Recorded data:
###
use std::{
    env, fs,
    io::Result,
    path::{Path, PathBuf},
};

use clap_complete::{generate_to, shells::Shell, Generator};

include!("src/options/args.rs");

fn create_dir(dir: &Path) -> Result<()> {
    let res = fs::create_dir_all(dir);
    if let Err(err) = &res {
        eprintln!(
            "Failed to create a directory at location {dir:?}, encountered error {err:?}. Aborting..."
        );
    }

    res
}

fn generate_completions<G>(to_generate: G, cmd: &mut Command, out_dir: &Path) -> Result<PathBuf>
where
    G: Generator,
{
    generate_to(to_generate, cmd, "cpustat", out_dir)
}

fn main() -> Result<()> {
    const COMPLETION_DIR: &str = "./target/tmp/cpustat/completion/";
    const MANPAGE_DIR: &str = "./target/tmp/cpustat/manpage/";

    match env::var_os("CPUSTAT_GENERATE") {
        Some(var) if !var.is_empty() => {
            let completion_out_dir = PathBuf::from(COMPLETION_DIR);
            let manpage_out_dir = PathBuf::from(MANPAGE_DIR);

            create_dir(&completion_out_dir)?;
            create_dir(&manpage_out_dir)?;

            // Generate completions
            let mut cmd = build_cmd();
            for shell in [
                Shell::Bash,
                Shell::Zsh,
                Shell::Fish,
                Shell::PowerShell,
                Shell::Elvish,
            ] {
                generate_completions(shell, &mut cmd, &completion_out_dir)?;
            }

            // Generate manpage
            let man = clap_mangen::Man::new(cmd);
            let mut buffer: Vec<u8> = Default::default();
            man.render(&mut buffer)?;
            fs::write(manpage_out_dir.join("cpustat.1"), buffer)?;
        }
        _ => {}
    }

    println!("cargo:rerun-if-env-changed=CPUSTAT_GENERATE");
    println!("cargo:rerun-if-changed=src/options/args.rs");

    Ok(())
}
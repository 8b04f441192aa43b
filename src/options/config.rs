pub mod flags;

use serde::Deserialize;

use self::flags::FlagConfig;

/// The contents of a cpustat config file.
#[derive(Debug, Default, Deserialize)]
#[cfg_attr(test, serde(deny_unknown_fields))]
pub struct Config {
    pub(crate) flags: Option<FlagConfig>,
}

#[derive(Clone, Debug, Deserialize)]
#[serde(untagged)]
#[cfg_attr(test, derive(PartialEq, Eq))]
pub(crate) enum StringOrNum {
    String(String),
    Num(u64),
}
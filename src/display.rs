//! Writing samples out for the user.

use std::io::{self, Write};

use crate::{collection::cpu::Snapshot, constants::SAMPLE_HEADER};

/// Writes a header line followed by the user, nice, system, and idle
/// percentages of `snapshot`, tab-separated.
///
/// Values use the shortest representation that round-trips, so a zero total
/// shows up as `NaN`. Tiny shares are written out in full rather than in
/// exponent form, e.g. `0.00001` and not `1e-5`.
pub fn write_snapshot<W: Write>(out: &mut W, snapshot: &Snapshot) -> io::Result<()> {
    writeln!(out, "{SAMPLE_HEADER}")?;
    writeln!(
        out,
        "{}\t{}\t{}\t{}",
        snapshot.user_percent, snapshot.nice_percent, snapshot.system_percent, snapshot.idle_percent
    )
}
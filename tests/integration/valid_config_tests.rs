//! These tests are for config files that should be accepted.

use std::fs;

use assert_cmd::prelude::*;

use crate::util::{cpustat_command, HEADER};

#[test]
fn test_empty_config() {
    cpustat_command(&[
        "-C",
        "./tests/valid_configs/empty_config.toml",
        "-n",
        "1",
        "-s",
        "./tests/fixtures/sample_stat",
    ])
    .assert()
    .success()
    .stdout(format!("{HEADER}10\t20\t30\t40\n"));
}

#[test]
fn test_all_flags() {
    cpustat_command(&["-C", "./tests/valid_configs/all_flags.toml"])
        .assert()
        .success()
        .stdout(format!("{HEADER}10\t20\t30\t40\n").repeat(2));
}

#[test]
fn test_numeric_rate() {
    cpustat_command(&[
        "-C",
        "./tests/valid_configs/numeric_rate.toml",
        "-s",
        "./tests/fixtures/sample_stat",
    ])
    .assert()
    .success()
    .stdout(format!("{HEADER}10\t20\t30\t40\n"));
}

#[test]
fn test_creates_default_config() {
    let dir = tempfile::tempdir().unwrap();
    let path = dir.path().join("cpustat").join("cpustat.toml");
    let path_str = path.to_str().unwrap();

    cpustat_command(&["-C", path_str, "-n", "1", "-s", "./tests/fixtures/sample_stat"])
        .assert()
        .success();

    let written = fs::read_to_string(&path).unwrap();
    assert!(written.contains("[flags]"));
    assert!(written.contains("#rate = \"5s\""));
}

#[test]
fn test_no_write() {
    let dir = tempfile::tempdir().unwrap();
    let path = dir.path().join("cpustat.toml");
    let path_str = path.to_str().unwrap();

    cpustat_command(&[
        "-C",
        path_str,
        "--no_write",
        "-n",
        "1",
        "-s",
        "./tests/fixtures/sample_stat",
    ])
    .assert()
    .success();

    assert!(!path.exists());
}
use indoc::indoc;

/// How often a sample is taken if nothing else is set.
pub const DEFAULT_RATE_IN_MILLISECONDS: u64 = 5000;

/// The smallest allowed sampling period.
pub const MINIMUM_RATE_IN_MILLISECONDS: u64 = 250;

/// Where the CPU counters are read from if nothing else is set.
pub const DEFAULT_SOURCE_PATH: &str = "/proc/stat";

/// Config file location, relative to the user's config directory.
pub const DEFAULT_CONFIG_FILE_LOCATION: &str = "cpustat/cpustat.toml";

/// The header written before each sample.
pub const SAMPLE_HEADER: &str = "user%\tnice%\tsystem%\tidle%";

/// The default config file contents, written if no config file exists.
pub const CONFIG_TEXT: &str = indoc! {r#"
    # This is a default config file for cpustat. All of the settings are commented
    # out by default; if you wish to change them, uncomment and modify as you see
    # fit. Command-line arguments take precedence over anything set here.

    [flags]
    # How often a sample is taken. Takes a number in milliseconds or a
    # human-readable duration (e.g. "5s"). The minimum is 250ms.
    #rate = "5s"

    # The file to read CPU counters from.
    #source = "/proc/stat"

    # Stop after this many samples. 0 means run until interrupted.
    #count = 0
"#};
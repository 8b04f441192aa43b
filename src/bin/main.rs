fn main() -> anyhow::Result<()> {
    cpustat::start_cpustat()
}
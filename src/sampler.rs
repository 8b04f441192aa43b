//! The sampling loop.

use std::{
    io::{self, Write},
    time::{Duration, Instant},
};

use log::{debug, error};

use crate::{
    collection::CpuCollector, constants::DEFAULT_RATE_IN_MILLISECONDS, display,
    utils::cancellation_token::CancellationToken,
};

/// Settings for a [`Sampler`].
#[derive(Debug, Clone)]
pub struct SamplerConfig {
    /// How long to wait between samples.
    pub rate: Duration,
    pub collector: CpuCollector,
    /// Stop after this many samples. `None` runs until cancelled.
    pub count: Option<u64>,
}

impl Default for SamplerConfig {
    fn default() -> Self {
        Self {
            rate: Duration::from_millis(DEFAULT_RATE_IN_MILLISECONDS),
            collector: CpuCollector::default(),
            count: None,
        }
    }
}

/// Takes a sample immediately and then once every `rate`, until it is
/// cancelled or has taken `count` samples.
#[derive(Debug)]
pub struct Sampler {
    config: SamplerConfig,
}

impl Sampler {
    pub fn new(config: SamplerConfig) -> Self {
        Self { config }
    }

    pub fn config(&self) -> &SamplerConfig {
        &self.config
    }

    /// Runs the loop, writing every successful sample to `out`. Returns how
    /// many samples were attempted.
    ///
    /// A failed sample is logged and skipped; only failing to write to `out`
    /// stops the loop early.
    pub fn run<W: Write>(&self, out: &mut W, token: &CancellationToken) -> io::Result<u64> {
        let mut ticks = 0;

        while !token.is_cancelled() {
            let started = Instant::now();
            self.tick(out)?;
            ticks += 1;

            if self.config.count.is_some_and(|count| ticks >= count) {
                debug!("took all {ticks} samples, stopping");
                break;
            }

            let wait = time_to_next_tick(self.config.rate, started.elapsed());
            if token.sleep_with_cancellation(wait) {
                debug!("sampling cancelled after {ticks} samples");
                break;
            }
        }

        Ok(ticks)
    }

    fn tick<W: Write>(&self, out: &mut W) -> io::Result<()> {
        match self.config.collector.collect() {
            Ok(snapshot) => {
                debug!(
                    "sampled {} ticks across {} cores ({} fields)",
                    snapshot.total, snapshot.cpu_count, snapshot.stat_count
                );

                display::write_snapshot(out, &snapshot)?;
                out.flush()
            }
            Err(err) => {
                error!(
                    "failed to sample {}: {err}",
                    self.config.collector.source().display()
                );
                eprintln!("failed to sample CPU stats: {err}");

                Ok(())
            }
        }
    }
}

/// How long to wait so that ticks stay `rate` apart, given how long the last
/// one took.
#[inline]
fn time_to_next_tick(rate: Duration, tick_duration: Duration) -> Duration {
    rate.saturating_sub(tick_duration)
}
###
ACTION ITEM: Looking at the entries above, report how many of their lines include "started", and add nothing else.

RESPONSE AREA: 2